En este lustro el Obradoiro no ha dado un salto espectacular, y quizás ese sea su mejor valor. Ha sabido construir el proyecto a partir de la humildad y, lo que es más importante, ese discurso es asumido y compartido por todos los estamentos. Dirigentes, técnicos, jugadores y aficionados sintonizan la misma frecuencia en el dial del día a día. Conocen lo que cuesta cuadrar el presupuesto y el equipo. La grada entiende esa tesitura, que no es fácil, sobre todo cuando en cuatro años el presupuesto para la plantilla y el cuadro técnico ha bajado en 900.000 euros. Valora y disfruta de la presencia en la Liga Endesa. Lo que tiene el club se lo va ganando a pulso, sin mantos protectores que allanen el camino.

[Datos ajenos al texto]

use std::io::{self, Read, Write};

use bytes::{Buf, BufMut, Bytes, BytesMut};
use flate2::{Compression, read::ZlibDecoder, write::ZlibEncoder};
use thiserror::Error;
use tokio::io::{AsyncRead, AsyncReadExt, AsyncWrite, AsyncWriteExt};

use crate::lite::protocol::{
    self, DecodeError, Direction, MAX_FRAME_LEN, Packet, PacketContext, State,
};

/// Uncompressed packet cap enforced by vanilla servers.
pub const VANILLA_UNCOMPRESSED_CAP: usize = 8 * 1024 * 1024;
/// No configuration may raise the uncompressed cap above this.
pub const HARD_UNCOMPRESSED_CAP: usize = 16 * 1024 * 1024;

/// Consecutive empty frames tolerated before the stream is considered garbage.
const MAX_EMPTY_FRAMES: usize = 10;

const READ_CHUNK: usize = 4 * 1024;

#[derive(Debug, Error)]
pub enum CodecError {
    #[error("framing: {0}")]
    Framing(String),
    #[error("protocol: {0}")]
    Protocol(String),
    #[error("decode {packet}: {source}")]
    Decode {
        packet: String,
        #[source]
        source: DecodeError,
    },
    #[error(transparent)]
    Io(#[from] io::Error),
    /// The packet decoded but the frame had surplus bytes. The decoded context is kept.
    #[error("decoded {} but {unread} byte(s) were left unread", .ctx.describe())]
    DecoderLeftBytes {
        ctx: Box<PacketContext>,
        unread: usize,
    },
}

impl CodecError {
    pub fn is_soft(&self) -> bool {
        matches!(self, CodecError::DecoderLeftBytes { .. })
    }
}

/// Treats surplus trailing bytes as success, keeping the decoded packet.
pub fn accept_left_bytes(
    res: Result<PacketContext, CodecError>,
) -> Result<PacketContext, CodecError> {
    match res {
        Err(CodecError::DecoderLeftBytes { ctx, unread }) => {
            tracing::debug!(packet = %ctx.describe(), unread, "codec: ignoring trailing bytes");
            Ok(*ctx)
        }
        other => other,
    }
}

/// Reads length-prefixed, optionally compressed frames from `R`.
///
/// Reads are chunked into an internal buffer, so bytes past the current frame may already
/// have been pulled off the stream. [`Decoder::into_parts`] hands them back.
pub struct Decoder<R> {
    rd: R,
    buf: BytesMut,
    direction: Direction,
    state: State,
    protocol: i32,
    compression_threshold: Option<usize>,
    uncompressed_cap: usize,
}

impl<R: AsyncRead + Unpin> Decoder<R> {
    pub fn new(rd: R, direction: Direction) -> Self {
        Self {
            rd,
            buf: BytesMut::with_capacity(READ_CHUNK),
            direction,
            state: State::Handshake,
            protocol: 0,
            compression_threshold: None,
            uncompressed_cap: VANILLA_UNCOMPRESSED_CAP,
        }
    }

    pub fn set_state(&mut self, state: State) {
        self.state = state;
    }

    pub fn set_protocol(&mut self, protocol: i32) {
        self.protocol = protocol;
    }

    /// `None` disables compression.
    pub fn set_compression_threshold(&mut self, threshold: Option<usize>) {
        self.compression_threshold = threshold;
    }

    pub fn set_uncompressed_cap(&mut self, cap: usize) {
        self.uncompressed_cap = cap.min(HARD_UNCOMPRESSED_CAP);
    }

    pub fn get_ref(&self) -> &R {
        &self.rd
    }

    pub fn get_mut(&mut self) -> &mut R {
        &mut self.rd
    }

    pub fn into_parts(self) -> (R, BytesMut) {
        (self.rd, self.buf)
    }

    pub async fn decode(&mut self) -> Result<PacketContext, CodecError> {
        let mut empty = 0usize;
        loop {
            let frame = self.read_frame().await?;
            if frame.is_empty() {
                empty += 1;
                if empty > MAX_EMPTY_FRAMES {
                    return Err(CodecError::Framing(format!(
                        "more than {MAX_EMPTY_FRAMES} consecutive empty frames"
                    )));
                }
                continue;
            }
            let payload = self.decompress(frame)?;
            return self.decode_payload(payload);
        }
    }

    async fn read_frame(&mut self) -> Result<Bytes, CodecError> {
        loop {
            let peeked = protocol::peek_varint(&self.buf)
                .map_err(|e| CodecError::Framing(format!("frame length: {e}")))?;
            if let Some((len, width)) = peeked {
                if len < 0 || len as usize > MAX_FRAME_LEN {
                    return Err(CodecError::Framing(format!(
                        "frame length {len} out of range 0..={MAX_FRAME_LEN}"
                    )));
                }
                let len = len as usize;
                if self.buf.len() >= width + len {
                    self.buf.advance(width);
                    return Ok(self.buf.split_to(len).freeze());
                }
                self.buf.reserve(width + len - self.buf.len());
            } else {
                self.buf.reserve(READ_CHUNK);
            }

            let n = self.rd.read_buf(&mut self.buf).await?;
            if n == 0 {
                return Err(CodecError::Io(io::Error::new(
                    io::ErrorKind::UnexpectedEof,
                    "stream closed mid-frame",
                )));
            }
        }
    }

    fn decompress(&self, frame: Bytes) -> Result<Bytes, CodecError> {
        let Some(threshold) = self.compression_threshold else {
            return Ok(frame);
        };

        let mut rd = frame;
        let size = protocol::get_varint(&mut rd)
            .map_err(|e| CodecError::Protocol(format!("uncompressed size: {e}")))?;
        if size == 0 {
            return Ok(rd);
        }
        if size < 0 {
            return Err(CodecError::Protocol(format!(
                "negative uncompressed size {size}"
            )));
        }
        let size = size as usize;
        if size < threshold {
            return Err(CodecError::Protocol(format!(
                "uncompressed size {size} below threshold {threshold}"
            )));
        }
        if size > self.uncompressed_cap {
            return Err(CodecError::Protocol(format!(
                "uncompressed size {size} exceeds cap {}",
                self.uncompressed_cap
            )));
        }

        let mut out = Vec::with_capacity(size);
        ZlibDecoder::new(&rd[..])
            .take(size as u64 + 1)
            .read_to_end(&mut out)
            .map_err(|e| CodecError::Protocol(format!("zlib: {e}")))?;
        if out.len() != size {
            return Err(CodecError::Protocol(format!(
                "decompressed {} byte(s), header claimed {size}",
                out.len()
            )));
        }
        Ok(Bytes::from(out))
    }

    fn decode_payload(&self, payload: Bytes) -> Result<PacketContext, CodecError> {
        let mut rd = payload.clone();
        let packet_id = protocol::get_varint(&mut rd).map_err(|source| CodecError::Decode {
            packet: "packet id".into(),
            source,
        })?;

        let packet = match Packet::decode(self.state, self.direction, packet_id, &mut rd) {
            None => None,
            Some(Ok(p)) => Some(p),
            Some(Err(source)) => {
                return Err(CodecError::Decode {
                    packet: format!("{:?}/{:?} id={packet_id:#04x}", self.state, self.direction),
                    source,
                });
            }
        };

        let known = packet.is_some();
        let ctx = PacketContext {
            direction: self.direction,
            protocol: self.protocol,
            packet_id,
            packet,
            payload,
        };
        if known && rd.has_remaining() {
            return Err(CodecError::DecoderLeftBytes {
                unread: rd.remaining(),
                ctx: Box::new(ctx),
            });
        }
        Ok(ctx)
    }
}

#[derive(Debug, Clone, Copy)]
struct CompressionSettings {
    threshold: usize,
    level: Compression,
}

/// Writes one frame per packet; each frame is assembled in a scratch buffer first.
pub struct Encoder<W> {
    wr: W,
    compression: Option<CompressionSettings>,
    scratch: BytesMut,
}

impl<W: AsyncWrite + Unpin> Encoder<W> {
    pub fn new(wr: W) -> Self {
        Self {
            wr,
            compression: None,
            scratch: BytesMut::with_capacity(256),
        }
    }

    /// `level` is a zlib level 0-9; values outside the range fall back to the default.
    pub fn set_compression(&mut self, threshold: Option<usize>, level: i32) {
        self.compression = threshold.map(|threshold| CompressionSettings {
            threshold,
            level: match u32::try_from(level) {
                Ok(l) if l <= 9 => Compression::new(l),
                _ => Compression::default(),
            },
        });
    }

    pub fn into_inner(self) -> W {
        self.wr
    }

    pub async fn write_packet(&mut self, packet: &Packet) -> Result<(), CodecError> {
        self.write_payload(&packet.to_payload()).await
    }

    /// Frames `payload` (packet id + body) and writes it in a single call.
    pub async fn write_payload(&mut self, payload: &[u8]) -> Result<(), CodecError> {
        let body = match self.compression {
            None => Bytes::copy_from_slice(payload),
            Some(c) => compress_payload(payload, c)?,
        };
        if body.len() > MAX_FRAME_LEN {
            return Err(CodecError::Framing(format!(
                "frame length {} exceeds {MAX_FRAME_LEN}",
                body.len()
            )));
        }

        self.scratch.clear();
        protocol::put_varint(&mut self.scratch, body.len() as i32);
        self.scratch.put_slice(&body);
        self.wr.write_all(&self.scratch).await?;
        self.wr.flush().await?;
        Ok(())
    }
}

fn compress_payload(payload: &[u8], c: CompressionSettings) -> Result<Bytes, CodecError> {
    let mut out = BytesMut::with_capacity(payload.len() + 5);
    if payload.len() < c.threshold {
        protocol::put_varint(&mut out, 0);
        out.put_slice(payload);
        return Ok(out.freeze());
    }
    if payload.len() > HARD_UNCOMPRESSED_CAP {
        return Err(CodecError::Protocol(format!(
            "packet of {} byte(s) exceeds cap {HARD_UNCOMPRESSED_CAP}",
            payload.len()
        )));
    }

    protocol::put_varint(&mut out, payload.len() as i32);
    let mut z = ZlibEncoder::new(out.writer(), c.level);
    z.write_all(payload)?;
    Ok(z.finish()?.into_inner().freeze())
}

/// Writes `VarInt(len(payload)) ++ payload` without compression.
pub async fn write_frame<W: AsyncWrite + Unpin>(wr: &mut W, payload: &[u8]) -> io::Result<()> {
    let mut buf = BytesMut::with_capacity(payload.len() + 5);
    protocol::put_varint(&mut buf, payload.len() as i32);
    buf.put_slice(payload);
    wr.write_all(&buf).await?;
    wr.flush().await
}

Hace cinco años eran más las expectativas que las certezas. Hoy ya no hay que explicar desde cero qué es el Obradoiro cada vez que el club sale al mercado de fichajes. Son muchos los jugadores que han relanzado su carrera en Compostela, y precedentes como los de Hummel o Muscala no pasan inadvertidos. De hecho, han ayudado lo suyo a que Tyler Haws esté en el punto de mira con posibilidades de recalar en Sar. El club hace frente a sus compromisos económicos. Y quiere dar un salto de calidad a su cantera.
El Obradoiro se está manejando mejor en las grandes causas que en los pequeños detalles. Y no consigue tomar impulso en el capítulo de los ingresos atípicos, el que podría abrirle las puertas a un salto de calidad. Pero avanza, que no es poco. Ni fácil.